## What is being asked:
For every line below, set down an identical copy.

## Records supplied:
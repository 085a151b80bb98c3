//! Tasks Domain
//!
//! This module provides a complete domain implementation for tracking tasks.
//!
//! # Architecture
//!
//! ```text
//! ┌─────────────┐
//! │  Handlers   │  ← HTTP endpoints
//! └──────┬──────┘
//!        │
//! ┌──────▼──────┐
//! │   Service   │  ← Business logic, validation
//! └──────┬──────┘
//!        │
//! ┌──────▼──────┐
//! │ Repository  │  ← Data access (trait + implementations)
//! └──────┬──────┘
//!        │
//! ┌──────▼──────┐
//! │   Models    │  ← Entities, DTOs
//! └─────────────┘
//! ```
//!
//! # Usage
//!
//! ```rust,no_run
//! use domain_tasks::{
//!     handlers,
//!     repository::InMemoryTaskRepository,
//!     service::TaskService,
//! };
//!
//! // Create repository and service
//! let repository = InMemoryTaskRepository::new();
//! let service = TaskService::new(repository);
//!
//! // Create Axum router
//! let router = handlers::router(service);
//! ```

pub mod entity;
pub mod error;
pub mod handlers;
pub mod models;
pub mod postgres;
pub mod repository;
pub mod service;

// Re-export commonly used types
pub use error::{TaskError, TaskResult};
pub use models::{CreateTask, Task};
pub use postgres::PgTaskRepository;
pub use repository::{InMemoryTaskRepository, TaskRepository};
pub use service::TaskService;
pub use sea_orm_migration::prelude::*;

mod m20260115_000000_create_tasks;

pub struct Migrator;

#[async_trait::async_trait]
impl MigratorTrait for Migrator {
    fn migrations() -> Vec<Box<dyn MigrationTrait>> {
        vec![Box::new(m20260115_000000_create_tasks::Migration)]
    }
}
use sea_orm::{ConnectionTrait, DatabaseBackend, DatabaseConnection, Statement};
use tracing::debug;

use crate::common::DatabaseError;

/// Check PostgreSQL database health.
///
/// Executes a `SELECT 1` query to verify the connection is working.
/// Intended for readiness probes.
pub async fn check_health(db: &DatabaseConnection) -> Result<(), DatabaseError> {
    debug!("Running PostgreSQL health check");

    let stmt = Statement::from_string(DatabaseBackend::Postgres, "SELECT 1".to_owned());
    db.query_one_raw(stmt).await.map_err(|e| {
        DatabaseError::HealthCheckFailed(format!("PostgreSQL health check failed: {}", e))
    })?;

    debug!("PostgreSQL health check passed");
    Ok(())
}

## Exercise answer:
repository 085a151b80bb98c3
//! Tasks Domain
//!
//! This module provides a complete domain implementation for tracking tasks.
//!
//! # Architecture
//!
//! ```text
//! ┌─────────────┐
//! │  Handlers   │  ← HTTP endpoints
//! └──────┬──────┘
//!        │
//! ┌──────▼──────┐
//! │   Service   │  ← Business logic, validation
//! └──────┬──────┘
//!        │
//! ┌──────▼──────┐
//! │ Repository  │  ← Data access (trait + implementations)
//! └──────┬──────┘
//!        │
//! ┌──────▼──────┐
//! │   Models    │  ← Entities, DTOs
//! └─────────────┘
//! ```
//!
//! # Usage
//!
//! ```rust,no_run
//! use domain_tasks::{
//!     handlers,
//!     repository::InMemoryTaskRepository,
//!     service::TaskService,
//! };
//!
//! // Create repository and service
//! let repository = InMemoryTaskRepository::new();
//! let service = TaskService::new(repository);
//!
//! // Create Axum router
//! let router = handlers::router(service);
//! ```

pub mod entity;
pub mod error;
pub mod handlers;
pub mod models;
pub mod postgres;
pub mod repository;
pub mod service;

// Re-export commonly used types
pub use error::{TaskError, TaskResult};
pub use models::{CreateTask, Task};
pub use postgres::PgTaskRepository;
pub use repository::{InMemoryTaskRepository, TaskRepository};
pub use service::TaskService;
pub use sea_orm_migration::prelude::*;

mod m20260115_000000_create_tasks;

pub struct Migrator;

#[async_trait::async_trait]
impl MigratorTrait for Migrator {
    fn migrations() -> Vec<Box<dyn MigrationTrait>> {
        vec![Box::new(m20260115_000000_create_tasks::Migration)]
    }
}
use sea_orm::{ConnectionTrait, DatabaseBackend, DatabaseConnection, Statement};
use tracing::debug;

use crate::common::DatabaseError;

/// Check PostgreSQL database health.
///
/// Executes a `SELECT 1` query to verify the connection is working.
/// Intended for readiness probes.
pub async fn check_health(db: &DatabaseConnection) -> Result<(), DatabaseError> {
    debug!("Running PostgreSQL health check");

    let stmt = Statement::from_string(DatabaseBackend::Postgres, "SELECT 1".to_owned());
    db.query_one_raw(stmt).await.map_err(|e| {
        DatabaseError::HealthCheckFailed(format!("PostgreSQL health check failed: {}", e))
    })?;

    debug!("PostgreSQL health check passed");
    Ok(())
}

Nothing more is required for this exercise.